Reagan agreed with McPherson.

"He said, 'A hungry child knows no politics,'" McPherson said. Soon after, 2 million tons of food came to Africa during a 12-month period - half a ton to Ethiopia.

"He was very supportive of foreign aid programs," McPherson said, "There's no question he changed the world."

When Reagan first entered the Oval Office, McPherson was there as the general counsel for his transition team. McPherson had a hand in drafting the resolution to deregulate oil, which Reagan signed soon after.

"The transition and the earlier days of the White House were hectic and exciting," McPherson said. "There were a lot of early steps taken by the president.

"Reagan was a practical visionary."

McPherson said many of Reagan's decisions were controversial at the time but they improved the country in the long run.
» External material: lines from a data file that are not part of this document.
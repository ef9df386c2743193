//! Staging and committing the files touched by a transaction.

use std::collections::BTreeSet;
use std::path::Path;

use git2::{Commit, ErrorCode, Oid, Repository, Signature, Status, StatusOptions};

use crate::{Error, Result};

/// Fallback identity when the repository has no `user.name`/`user.email`.
const FALLBACK_NAME: &str = "locsync";
const FALLBACK_EMAIL: &str = "locsync@localhost";

/// Open the repository containing `path`.
///
/// Walks upward like `git` does. Bare repositories are rejected because
/// transactions commit working-tree files.
pub fn open_repository(path: &Path) -> Result<Repository> {
    let repo = Repository::discover(path).map_err(|e| match e.code() {
        ErrorCode::NotFound => Error::NotARepository {
            path: path.to_path_buf(),
        },
        _ => Error::Git(e),
    })?;

    if repo.workdir().is_none() {
        return Err(Error::BareRepository {
            path: path.to_path_buf(),
        });
    }
    Ok(repo)
}

/// Collect every working-tree path that differs from HEAD, including
/// untracked files. Ignored files are left out.
///
/// Paths are relative to the working directory, with forward slashes.
pub fn dirty_paths(repo: &Repository) -> Result<BTreeSet<String>> {
    let mut opts = StatusOptions::new();
    opts.include_untracked(true)
        .recurse_untracked_dirs(true)
        .include_ignored(false);

    let statuses = repo.statuses(Some(&mut opts))?;
    let mut paths = BTreeSet::new();
    for entry in statuses.iter() {
        if entry.status() == Status::CURRENT {
            continue;
        }
        if let Some(path) = entry.path() {
            paths.insert(path.to_string());
        }
    }
    Ok(paths)
}

/// Stage `paths` and commit them as one changeset.
///
/// Deleted files are removed from the index. Returns `None` when the
/// resulting tree is identical to HEAD, so an empty batch never produces a
/// commit.
pub fn commit_paths(repo: &Repository, message: &str, paths: &BTreeSet<String>) -> Result<Option<Oid>> {
    let workdir = repo.workdir().ok_or_else(|| Error::BareRepository {
        path: repo.path().to_path_buf(),
    })?;

    let mut index = repo.index()?;
    for path in paths {
        let relative = Path::new(path);
        if workdir.join(relative).is_file() {
            index.add_path(relative)?;
        } else {
            index.remove_path(relative)?;
        }
    }
    index.write()?;

    let tree_id = index.write_tree()?;
    let parent = head_commit(repo)?;
    match &parent {
        Some(parent) if parent.tree_id() == tree_id => {
            tracing::debug!(subject = message, "Tree unchanged, skipping commit");
            return Ok(None);
        }
        None if index.is_empty() => return Ok(None),
        _ => {}
    }

    let tree = repo.find_tree(tree_id)?;
    let signature = signature(repo)?;
    let parents: Vec<&Commit<'_>> = parent.iter().collect();
    let oid = repo.commit(Some("HEAD"), &signature, &signature, message, &tree, &parents)?;

    tracing::debug!(commit = %oid, files = paths.len(), subject = message, "Created commit");
    Ok(Some(oid))
}

fn head_commit(repo: &Repository) -> Result<Option<Commit<'_>>> {
    match repo.head() {
        Ok(head) => Ok(Some(head.peel_to_commit()?)),
        Err(e) if matches!(e.code(), ErrorCode::UnbornBranch | ErrorCode::NotFound) => Ok(None),
        Err(e) => Err(e.into()),
    }
}

fn signature(repo: &Repository) -> Result<Signature<'static>> {
    match repo.signature() {
        Ok(signature) => Ok(signature),
        Err(_) => Ok(Signature::now(FALLBACK_NAME, FALLBACK_EMAIL)?),
    }
}
//! SHA-256 checksum utilities
//!
//! A single canonical checksum format (`sha256:<hex>`) is used for UI
//! resource fingerprints.

use sha2::{Digest, Sha256};

use crate::{NormalizedPath, Result, io};

/// Prefix for all checksums produced by this module
const PREFIX: &str = "sha256:";

/// Compute the SHA-256 checksum of raw bytes.
///
/// Returns a string in the canonical format `"sha256:<hex>"`.
pub fn compute_checksum(content: &[u8]) -> String {
    let mut hasher = Sha256::new();
    hasher.update(content);
    format!("{}{:x}", PREFIX, hasher.finalize())
}

/// Compute the SHA-256 checksum of a file's contents.
///
/// # Errors
///
/// Returns an error if the file cannot be read.
pub fn compute_file_checksum(path: &NormalizedPath) -> Result<String> {
    let content = io::read_bytes(path)?;
    Ok(compute_checksum(&content))
}

#[cfg(test)]
mod tests {
    use super::*;

    #[test]
    fn checksum_has_prefix() {
        let checksum = compute_checksum(b"hello world");
        assert!(checksum.starts_with("sha256:"));
    }

    #[test]
    fn different_content_different_checksum() {
        let a = compute_checksum(b"aaa");
        let b = compute_checksum(b"bbb");
        assert_ne!(a, b);
    }

    #[test]
    fn checksum_known_value() {
        let checksum = compute_checksum(b"hello world");
        assert_eq!(
            checksum,
            "sha256:b94d27b9934d3e08a52e52d7da7dabfac484efe37a5380ee9088f7ace2efcde9"
        );
    }

    #[test]
    fn file_checksum_matches_byte_checksum() {
        let dir = tempfile::tempdir().unwrap();
        let path = NormalizedPath::new(dir.path().join("Main.xib"));
        std::fs::write(path.to_native(), "hello world").unwrap();

        let file_cs = compute_file_checksum(&path).unwrap();
        assert_eq!(file_cs, compute_checksum(b"hello world"));
    }
}
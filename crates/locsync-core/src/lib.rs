//! Localization sync engine
//!
//! Keeps Apple `.strings` resources in a project tree in step with a remote
//! translation store:
//!
//! - [`model`]: keys, values and keysets, with merge semantics
//! - [`local`]: the `.strings` codec and the local resource tree
//! - [`remote`]: the remote store contract and its adapters
//! - [`scm`]: version control and the transaction boundary
//! - [`tools`]: external string extraction and UI resource tools
//! - [`sync`]: the engine stages, orphan pruning, change tracking, verify
//! - [`config`]: `locsync.toml` resolution
//!
//! Runs are single-threaded. Two runs against the same tree or remote at
//! once are unsupported and can corrupt either.

pub mod config;
pub mod error;
pub mod local;
pub mod model;
pub mod remote;
pub mod scm;
pub mod sync;
pub mod tools;

pub use config::{Config, ConfigResolver};
pub use error::{Error, Result};
pub use local::LocalStore;
pub use model::{Key, Keyset, MergeCounts, Status, Value};
pub use remote::{DirectoryRemote, MemoryRemote, RemoteStore, StatusFilter};
pub use scm::{GitScm, NoScm, VersionControl, transaction};
pub use sync::SyncEngine;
He said, in his mind, the space race between the Russians and the Americans, the Pershing missiles, and building up of the military were really determinative in ending the Cold War.

Reagan had big ideas, McPherson said.

"He worked on them, he fought for them and over time he achieved them," he said.

McPherson's recent work in Iraq to help rebuild its fallen economy was a small form of "practical idealism," learned from his years of work in the Peace Corps and with Reagan, he said.

In the last years of Reagan's presidency, McPherson was the deputy secretary of the U.S. Department of Treasury.

"The Reagan years, for me personally, were wonderful years," he said. "They were very productive years for the country.

"Reagan had a tremendous affect on me."

McPherson said he has not yet determined if he will be able to attend any memorial services for the former president.

"When I think about Reagan, I think about optimism in the country," McPherson said. "I think about freedom and human dignity."

McPherson's wife, Joanne, met Reagan during the couple's years in Washington and she always told her husband that "Ronald Reagan was the perfect male."

"He always sent two dozen roses to his mother-in-law on Nancy's birthday," she said, explaining it was to thank his wife's mother for having such a wonderful daughter.

"I never heard of anybody who did that in his whole life," she said, "I thought, 'Oh my God, he's perfect.' That's the thing I love about him."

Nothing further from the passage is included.